# DRC88BM problem



## RTS100x5 (Sep 12, 2009)

Recieved my unit back in NOV and immediately upgraded to latest Firmware... from day 1 its been generating crackling sounds - like capacitor discharge 

Before you comment I assure you its NOT a gain/over drive issue .I have repeatedly set gains in the sweep/measuring process lower and lower / no help...
Its random channels even sometimes with audio muted... several others on minidsp forum have also reported this issue. support sent me a firmware revision but it did nothing to fix the issue..

I need others who have a similar issue to chime in with possible fixes - even if you have a different model DL processor .....

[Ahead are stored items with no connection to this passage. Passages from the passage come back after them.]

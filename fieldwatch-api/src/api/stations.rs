//! Polling station reference data

use axum::{
    extract::{Query, State},
    Json,
};
use fieldwatch_common::db::{LocationFilter, PollingStation};
use fieldwatch_common::store::StationProvider;
use serde::Serialize;
use tracing::info;

use crate::error::{ApiJson, ApiResult};
use crate::AppState;

#[derive(Debug, Serialize)]
pub struct ImportResponse {
    pub imported: usize,
}

/// POST /api/stations/import
///
/// Upserts a batch of station records by station code. The whole batch is
/// rejected if any record is invalid.
pub async fn import_stations(
    State(state): State<AppState>,
    ApiJson(stations): ApiJson<Vec<PollingStation>>,
) -> ApiResult<Json<ImportResponse>> {
    let imported = state.store.upsert_stations(&stations).await?;
    info!(imported, "Polling stations imported");
    Ok(Json(ImportResponse { imported }))
}

/// GET /api/stations?county=&constituency=&ward=
pub async fn list_stations(
    State(state): State<AppState>,
    Query(filter): Query<LocationFilter>,
) -> ApiResult<Json<Vec<PollingStation>>> {
    Ok(Json(state.store.list_stations(&filter).await?))
}
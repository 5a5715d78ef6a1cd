//! Agent directory and incident video records

use chrono::Utc;
use rand::{distributions::Uniform, Rng};
use sqlx::{sqlite::SqliteRow, Row, SqlitePool};
use tracing::debug;
use uuid::Uuid;

use super::models::{normalize_optional, parse_timestamp, Agent, IncidentVideo, NewAgent};
use crate::{Error, Result};

/// Prefix of every generated agent code
pub const AGENT_CODE_PREFIX: &str = "AGT-";

const AGENT_CODE_LEN: usize = 6;
const AGENT_CODE_ALPHABET: &[u8] = b"ABCDEFGHJKLMNPQRSTUVWXYZ23456789";
const MAX_CODE_ATTEMPTS: usize = 10;

/// Generate a candidate agent code such as `AGT-7KQ2MX`
pub fn generate_agent_code() -> String {
    let mut rng = rand::thread_rng();
    let dist = Uniform::from(0..AGENT_CODE_ALPHABET.len());
    let suffix: String = (0..AGENT_CODE_LEN)
        .map(|_| AGENT_CODE_ALPHABET[rng.sample(dist)] as char)
        .collect();
    format!("{}{}", AGENT_CODE_PREFIX, suffix)
}

fn agent_from_row(row: &SqliteRow) -> Result<Agent> {
    let created_at: String = row.get("created_at");
    Ok(Agent {
        id: row.get("id"),
        agent_code: row.get("agent_code"),
        first_name: row.get("first_name"),
        last_name: row.get("last_name"),
        phone_number: row.get("phone_number"),
        national_id: row.get("national_id"),
        county_code: row.get("county_code"),
        county_name: row.get("county_name"),
        constituency_code: row.get("constituency_code"),
        constituency_name: row.get("constituency_name"),
        ward_code: row.get("ward_code"),
        ward_name: row.get("ward_name"),
        polling_station_code: row.get("polling_station_code"),
        polling_station_name: row.get("polling_station_name"),
        created_at: parse_timestamp(&created_at)?,
    })
}

/// Register a new agent with a freshly generated unique code
///
/// Returns `Error::Conflict` when the phone number or national id is already registered.
pub async fn register_agent(pool: &SqlitePool, new: NewAgent) -> Result<Agent> {
    new.validate()?;

    let existing: Option<String> = sqlx::query_scalar(
        "SELECT agent_code FROM agents WHERE national_id = ? OR phone_number = ? LIMIT 1",
    )
    .bind(new.national_id.trim())
    .bind(new.phone_number.trim())
    .fetch_optional(pool)
    .await?;

    if let Some(code) = existing {
        return Err(Error::Conflict(format!(
            "Agent already registered with this national id or phone number ({})",
            code
        )));
    }

    let agent_code = unused_agent_code(pool).await?;

    let agent = Agent {
        id: Uuid::new_v4().to_string(),
        agent_code,
        first_name: new.first_name.trim().to_string(),
        last_name: new.last_name.trim().to_string(),
        phone_number: new.phone_number.trim().to_string(),
        national_id: new.national_id.trim().to_string(),
        county_code: new.county_code,
        county_name: new.county_name,
        constituency_code: new.constituency_code,
        constituency_name: new.constituency_name,
        ward_code: new.ward_code,
        ward_name: new.ward_name,
        polling_station_code: normalize_optional(new.polling_station_code),
        polling_station_name: normalize_optional(new.polling_station_name),
        created_at: Utc::now(),
    };

    sqlx::query(
        r#"
        INSERT INTO agents (
            id, agent_code, first_name, last_name, phone_number, national_id,
            county_code, county_name, constituency_code, constituency_name,
            ward_code, ward_name, polling_station_code, polling_station_name, created_at
        )
        VALUES (?, ?, ?, ?, ?, ?, ?, ?, ?, ?, ?, ?, ?, ?, ?)
        "#,
    )
    .bind(&agent.id)
    .bind(&agent.agent_code)
    .bind(&agent.first_name)
    .bind(&agent.last_name)
    .bind(&agent.phone_number)
    .bind(&agent.national_id)
    .bind(&agent.county_code)
    .bind(&agent.county_name)
    .bind(&agent.constituency_code)
    .bind(&agent.constituency_name)
    .bind(&agent.ward_code)
    .bind(&agent.ward_name)
    .bind(&agent.polling_station_code)
    .bind(&agent.polling_station_name)
    .bind(agent.created_at.to_rfc3339())
    .execute(pool)
    .await
    .map_err(|e| match e.as_database_error() {
        Some(db_err) if db_err.is_unique_violation() => {
            Error::Conflict("Agent already registered".to_string())
        }
        _ => Error::Database(e),
    })?;

    Ok(agent)
}

async fn unused_agent_code(pool: &SqlitePool) -> Result<String> {
    for _ in 0..MAX_CODE_ATTEMPTS {
        let code = generate_agent_code();
        let taken: bool =
            sqlx::query_scalar("SELECT EXISTS(SELECT 1 FROM agents WHERE agent_code = ?)")
                .bind(&code)
                .fetch_one(pool)
                .await?;
        if !taken {
            return Ok(code);
        }
        debug!(agent_code = %code, "Generated agent code already taken, retrying");
    }

    Err(Error::Internal(
        "Could not generate a unique agent code".to_string(),
    ))
}

pub async fn find_agent(pool: &SqlitePool, agent_code: &str) -> Result<Option<Agent>> {
    let row = sqlx::query(
        r#"
        SELECT id, agent_code, first_name, last_name, phone_number, national_id,
               county_code, county_name, constituency_code, constituency_name,
               ward_code, ward_name, polling_station_code, polling_station_name, created_at
        FROM agents WHERE agent_code = ?
        "#,
    )
    .bind(agent_code)
    .fetch_optional(pool)
    .await?;

    row.as_ref().map(agent_from_row).transpose()
}

/// Delete an agent; the schema cascades to the agent's submission,
/// its candidate rows, and the agent's videos.
///
/// Returns false when no such agent exists.
pub async fn delete_agent(pool: &SqlitePool, agent_code: &str) -> Result<bool> {
    let result = sqlx::query("DELETE FROM agents WHERE agent_code = ?")
        .bind(agent_code)
        .execute(pool)
        .await?;
    Ok(result.rows_affected() > 0)
}

/// Record an incident video, enforcing the per-agent cap
pub async fn add_video(
    pool: &SqlitePool,
    agent_code: &str,
    video_url: &str,
    description: Option<String>,
    max_videos: u32,
) -> Result<IncidentVideo> {
    if video_url.trim().is_empty() {
        return Err(Error::InvalidInput("video_url is required".to_string()));
    }

    let mut tx = pool.begin().await?;

    let count: i64 = sqlx::query_scalar("SELECT COUNT(*) FROM incident_videos WHERE agent_code = ?")
        .bind(agent_code)
        .fetch_one(&mut *tx)
        .await?;

    if count >= i64::from(max_videos) {
        return Err(Error::Conflict(format!(
            "Agent {} has reached the limit of {} videos",
            agent_code, max_videos
        )));
    }

    let video = IncidentVideo {
        id: Uuid::new_v4().to_string(),
        agent_code: agent_code.to_string(),
        video_url: video_url.trim().to_string(),
        description: normalize_optional(description),
        created_at: Utc::now(),
    };

    sqlx::query(
        "INSERT INTO incident_videos (id, agent_code, video_url, description, created_at)
         VALUES (?, ?, ?, ?, ?)",
    )
    .bind(&video.id)
    .bind(&video.agent_code)
    .bind(&video.video_url)
    .bind(&video.description)
    .bind(video.created_at.to_rfc3339())
    .execute(&mut *tx)
    .await?;

    tx.commit().await?;

    Ok(video)
}

pub async fn list_videos(pool: &SqlitePool, agent_code: &str) -> Result<Vec<IncidentVideo>> {
    let rows = sqlx::query(
        "SELECT id, agent_code, video_url, description, created_at
         FROM incident_videos WHERE agent_code = ? ORDER BY rowid",
    )
    .bind(agent_code)
    .fetch_all(pool)
    .await?;

    rows.iter()
        .map(|row| {
            let created_at: String = row.get("created_at");
            Ok(IncidentVideo {
                id: row.get("id"),
                agent_code: row.get("agent_code"),
                video_url: row.get("video_url"),
                description: row.get("description"),
                created_at: parse_timestamp(&created_at)?,
            })
        })
        .collect()
}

Maybe its setup related - mine is XLR in/out to my Emotiva amp

all sources - hdmi and analog 7.1 in are affected

totally random times and channels

I grounded my new Omnimount rack last night thinking it might be a static charge but that did not help either

I have requested an RA at this point and when I have to pay for return shipping to HK Im going to be HIGHLY "MAD"


----------



## AudiocRaver (Jun 6, 2012)

Wow, not quite sure what to suggest. The demo unit I was sent for review has behaved perfectly. I am aware there is a firmware upgrade and have shied away from doing it for now because it did not appear to be needed and I did not want to get into trouble fixing something that was "not broke." I tend to shy from firmware upgrades in general unless a known problem is being addressed and I expect to experience improvement by applying it. Chicken, I guess. I bricked a perfectly good router a year ago with such an upgrade, and a printer, too, swore I would not apply another without good reason.

I have not had any trouble with any equipment miniDSP has sent me. I understand also that diagnosing via internet/phone/logs is difficult, getting the unit into their hands gives them max chance of figuring out any issues for you and for the rest of us and future customers. I understand your frustration, though.


----------



## AudiocRaver (Jun 6, 2012)

How about power supply? Is the connector a firm/snug fit? What is the rated current?

Don't remember what I was sent, I am using a 12V 3.3A supply.


----------



## RTS100x5 (Sep 12, 2009)

UPDATE - Before sending my unit back to HK I thought I would give it one more chance with a new sweep measurement ,,, While setting the mic up it occured to me that although DevTeam had sent me a beta FW file - I had not made any new sweep measurements with that FW
STUPID ME --- I was still using the OLD config file ,,,,

As of 3 hours ago having made a new config measurement I have NOT heard a single pop sound from any channel !!!!

Trying not to get too excited too fast but so far its night and day !!!! NO POPPING SOUNDS

I did notice something during this calibration setup... Once the mic/gain level was set to just below -24db, if I let it sit there after about 1 minute the level rose to about 3-4db above -24.... obviously nothing in my room is getting louder so I did reduce the mic/gain level to compensate for this and ran an new sweep...
NOW I have NO POPPING SOUNDS !! Im so relieved !!!!


----------



## AudiocRaver (Jun 6, 2012)

RTS100x5 said:


> UPDATE - Before sending my unit back to HK I thought I would give it one more chance with a new sweep measurement ,,, While setting the mic up it occured to me that although DevTeam had sent me a beta FW file - I had not made any new sweep measurements with that FW
> STUPID ME --- I was still using the OLD config file ,,,,
> 
> As of 3 hours ago having made a new config measurement I have NOT heard a single pop sound from any channel !!!!
> ...


FANTASTIC!

A note on the DL calibration levels. The level bars on the Levels page can be changed by the mouse scroll wheel (apologies if you already know this). That can be really handy, but can also get you thinking there are some Tiny Demons (listen to the song by Todd Rundgren - bonus track on his Healing album).in your system. Any possibility that is the cause of the mic gain change?


----------



## RTS100x5 (Sep 12, 2009)

AudiocRaver said:


> FANTASTIC!
> 
> A note on the DL calibration levels. The level bars on the Levels page can be changed by the mouse scroll wheel (apologies if you already know this). That can be really handy, but can also get you thinking there are some Tiny Demons (listen to the song by Todd Rundgren - bonus track on his Healing album).in your system. Any possibility that is the cause of the mic gain change?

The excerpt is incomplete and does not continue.